The rules governing the collection and use of personal data are currently set at an EU-level by the General Data Protection Regulation (GDPR) which is supplemented in the UK by the Data Protection Act 2018 (DPA 2018). Under the current arrangements, organisations are only permitted to transfer personal data outside the EU if there is a legal basis for doing so, whilst transfers within the EU are not restricted.

Following the UK’s exit from the EU, the Government has confirmed that there will be no immediate changes to the UK’s own data protection standards.
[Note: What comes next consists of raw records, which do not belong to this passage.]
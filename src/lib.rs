// Bookmirror - Rust Implementation
// A relational library catalog mirrored into two document-store layouts

#![warn(rust_2018_idioms)]

pub mod apikey;
pub mod bench;
pub mod catalog;
pub mod config;
pub mod document;
pub mod index;
pub mod mapper;
pub mod metrics;
pub mod model;
pub mod relational;
pub mod sync;

// Re-exports for convenience
pub use apikey::ApiKey;
pub use config::MirrorConfig;
pub use document::{Datum, DocumentStore, MemoryDocumentEngine};
pub use index::IndexManager;
pub use relational::RelationalStore;
pub use sync::{ResyncSummary, SyncReport, SyncService, SyncState};

/// Bookmirror error types
pub mod error {
    use crate::model::ValidationError;
    use thiserror::Error;

    #[derive(Error, Debug)]
    pub enum Error {
        #[error("Validation error: {0}")]
        Validation(#[from] ValidationError),

        #[error("Not found: {0}")]
        NotFound(String),

        #[error("Referential conflict: {0}")]
        ReferentialConflict(String),

        #[error("Duplicate key {key} in {collection} (index {index})")]
        DuplicateKey {
            collection: String,
            index: String,
            key: String,
        },

        #[error("Index conflict: {0}")]
        IndexConflict(String),

        #[error("Document store error: {0}")]
        Document(String),

        #[error("Serialization error: {0}")]
        Serialization(String),

        #[error("Configuration error: {0}")]
        Config(String),
    }

    impl From<serde_json::Error> for Error {
        fn from(e: serde_json::Error) -> Self {
            Error::Serialization(e.to_string())
        }
    }

    pub type Result<T> = std::result::Result<T, Error>;
}

/// Version information
pub const VERSION: &str = env!("CARGO_PKG_VERSION");
//! Domain model
//!
//! # Layout
//!
//! ```text
//! values    Email, Address, PersonFields, SpecificationFields, ValidationError
//! enums     BookType (H/P/E), BookGenre (24 two-letter codes), OrderStatus
//! entities  rows of the relational store (Author, Book, Copy, ...)
//! commands  inbound carriers from the web layer
//! ```
//!
//! Person-like and edition-like entities share fields by composition:
//! `Author` and `Customer` both hold a `PersonFields`, `Copy` and
//! `BuyableBook` both hold a `SpecificationFields`.

pub mod commands;
pub mod entities;
pub mod enums;
pub mod values;

pub use commands::{
    AuthorCommand, BookCommand, BookDraft, BorrowingCommand, BranchCommand, BuyableBookCommand,
    CopyCommand, CustomerCommand, LibraryCommand, OrderCommand, PublisherCommand,
    SubscriptionCommand,
};
pub use entities::{
    Author, AuthorGraph, Book, BookGraph, Borrowing, Branch, BuyableBook, Copy, Customer, Entity,
    Library, Order, Publisher, Subscription,
};
pub use enums::{BookGenre, BookType, OrderStatus};
pub use values::{Address, Email, PersonFields, SpecificationFields, ValidationError};
//! Synthetic data for the comparison harness.
//!
//! Everything is drawn from one seeded generator, so the same seed and
//! scale always produce the same rows, documents and query targets.

use chrono::{Duration, NaiveDate};
use rand::rngs::StdRng;
use rand::{Rng, SeedableRng};

use crate::apikey::{self, ApiKey};
use crate::model::{
    Address, Author, Book, BookDraft, BookGenre, BookType, Email, PersonFields, ValidationError,
};

/// Genres synthetic books are spread over.
pub const BENCH_GENRES: [BookGenre; 5] = [
    BookGenre::Mystery,
    BookGenre::Thriller,
    BookGenre::ScienceFiction,
    BookGenre::Romance,
    BookGenre::Historical,
];

const FIRST_NAMES: [&str; 8] = ["Ada", "Ben", "Cleo", "Dora", "Emil", "Fay", "Gus", "Hana"];
const LAST_NAMES: [&str; 8] = [
    "Adler", "Brandt", "Castell", "Dada", "Eberl", "Frisch", "Gruber", "Huber",
];
const TITLE_WORDS: [&str; 10] = [
    "Silent", "River", "Night", "Garden", "Empire", "Shadow", "Letter", "Winter", "Harbor", "Glass",
];

/// One generated scale: rows to insert and the keys queries will target.
#[derive(Debug, Clone)]
pub struct Dataset {
    pub authors: Vec<Author>,
    pub books: Vec<BookDraft>,
}

impl Dataset {
    /// Generates `books` books written by `books / books_per_author` authors
    /// (at least one). Each book has one to three distinct authors.
    pub fn generate(
        books: usize,
        books_per_author: usize,
        key_length: usize,
        seed: u64,
    ) -> Result<Self, ValidationError> {
        let mut rng = StdRng::seed_from_u64(seed);
        let author_count = (books / books_per_author.max(1)).max(1);

        let authors: Vec<Author> = (0..author_count)
            .map(|i| synthetic_author(&mut rng, i, key_length))
            .collect::<Result<_, _>>()?;

        let epoch = NaiveDate::from_ymd_opt(1950, 1, 1).unwrap_or_default();
        let drafts = (0..books)
            .map(|i| {
                let title = format!(
                    "{} {} {}",
                    TITLE_WORDS[rng.random_range(0..TITLE_WORDS.len())],
                    TITLE_WORDS[rng.random_range(0..TITLE_WORDS.len())],
                    i
                );
                let book = Book {
                    api_key: apikey::generate_with(&mut rng, key_length),
                    title,
                    isbn: format!("978-0-{:06}-{}", i, i % 10),
                    genre: BENCH_GENRES[rng.random_range(0..BENCH_GENRES.len())],
                    book_type: BookType::ALL[rng.random_range(0..BookType::ALL.len())],
                    publication_date: epoch + Duration::days(rng.random_range(0..27_000)),
                    publisher_id: None,
                };

                let wanted = rng.random_range(1..=3usize).min(author_count);
                let mut picked: Vec<ApiKey> = Vec::with_capacity(wanted);
                while picked.len() < wanted {
                    let key = &authors[rng.random_range(0..author_count)].api_key;
                    if !picked.contains(key) {
                        picked.push(key.clone());
                    }
                }
                BookDraft {
                    book,
                    publisher: None,
                    authors: picked,
                }
            })
            .collect();

        Ok(Self {
            authors,
            books: drafts,
        })
    }

    /// Query target number `i`, cycling through the generated rows.
    pub fn book_key(&self, i: usize) -> Option<&ApiKey> {
        (!self.books.is_empty()).then(|| &self.books[i % self.books.len()].book.api_key)
    }

    pub fn author_key(&self, i: usize) -> Option<&ApiKey> {
        (!self.authors.is_empty()).then(|| &self.authors[i % self.authors.len()].api_key)
    }

    pub fn genre(&self, i: usize) -> BookGenre {
        BENCH_GENRES[i % BENCH_GENRES.len()]
    }
}

fn synthetic_author(
    rng: &mut StdRng,
    i: usize,
    key_length: usize,
) -> Result<Author, ValidationError> {
    let first = FIRST_NAMES[rng.random_range(0..FIRST_NAMES.len())];
    let last = LAST_NAMES[rng.random_range(0..LAST_NAMES.len())];
    let address = Address {
        street: "Hauptstrasse".to_string(),
        house_number: (i % 200 + 1).to_string(),
        postal_code: format!("{:04}", 1000 + i % 9000),
        city: "Wien".to_string(),
        country: "AT".to_string(),
    };
    Ok(Author {
        api_key: apikey::generate_with(rng, key_length),
        person: PersonFields {
            first_name: first.to_string(),
            last_name: last.to_string(),
            email: Email::parse(&format!("author{}@bench.example.org", i))?,
            addresses: vec![address],
        },
        penname: format!("{}{}", first.to_lowercase(), i),
    })
}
The EU Withdrawal Act will incorporate the GDPR into UK law and it will continue to sit alongside the DPA 2018. However, should no agreement be reached in the negotiations, the legal framework governing transfers from organisations (or subsidiaries) established in the EU to organisations established in the UK will change.

  1. Transfers from the UK to the EU

The UK Government’s position is that in recognition of the unprecedented degree of alignment between the UK and EU’s data protection regimes, organisations will continue to be able to transfer personal data from the UK into the EU unchecked and no restrictions will be put in place at the point of the UK’s exit.

  1. Transfers from the EU to the UK

The EU already has in place an established mechanism to enable the free flow of personal data to countries outside the bloc, namely where an adequacy decision is made by the European Commission in relation to that country.

The Commission has stated that if it deems the UK’s level of personal data protection equivalent to that of the EU, then it would make an adequacy decision allowing for the unimpeded transfer of personal data to the UK. However, although the UK has made it clear that it is willing to begin preliminary discussions on an adequacy assessment prior to its exit from the Union, the Commission has refused to indicate a timetable for talks and further has declared that no decision can be taken until the UK is a third country.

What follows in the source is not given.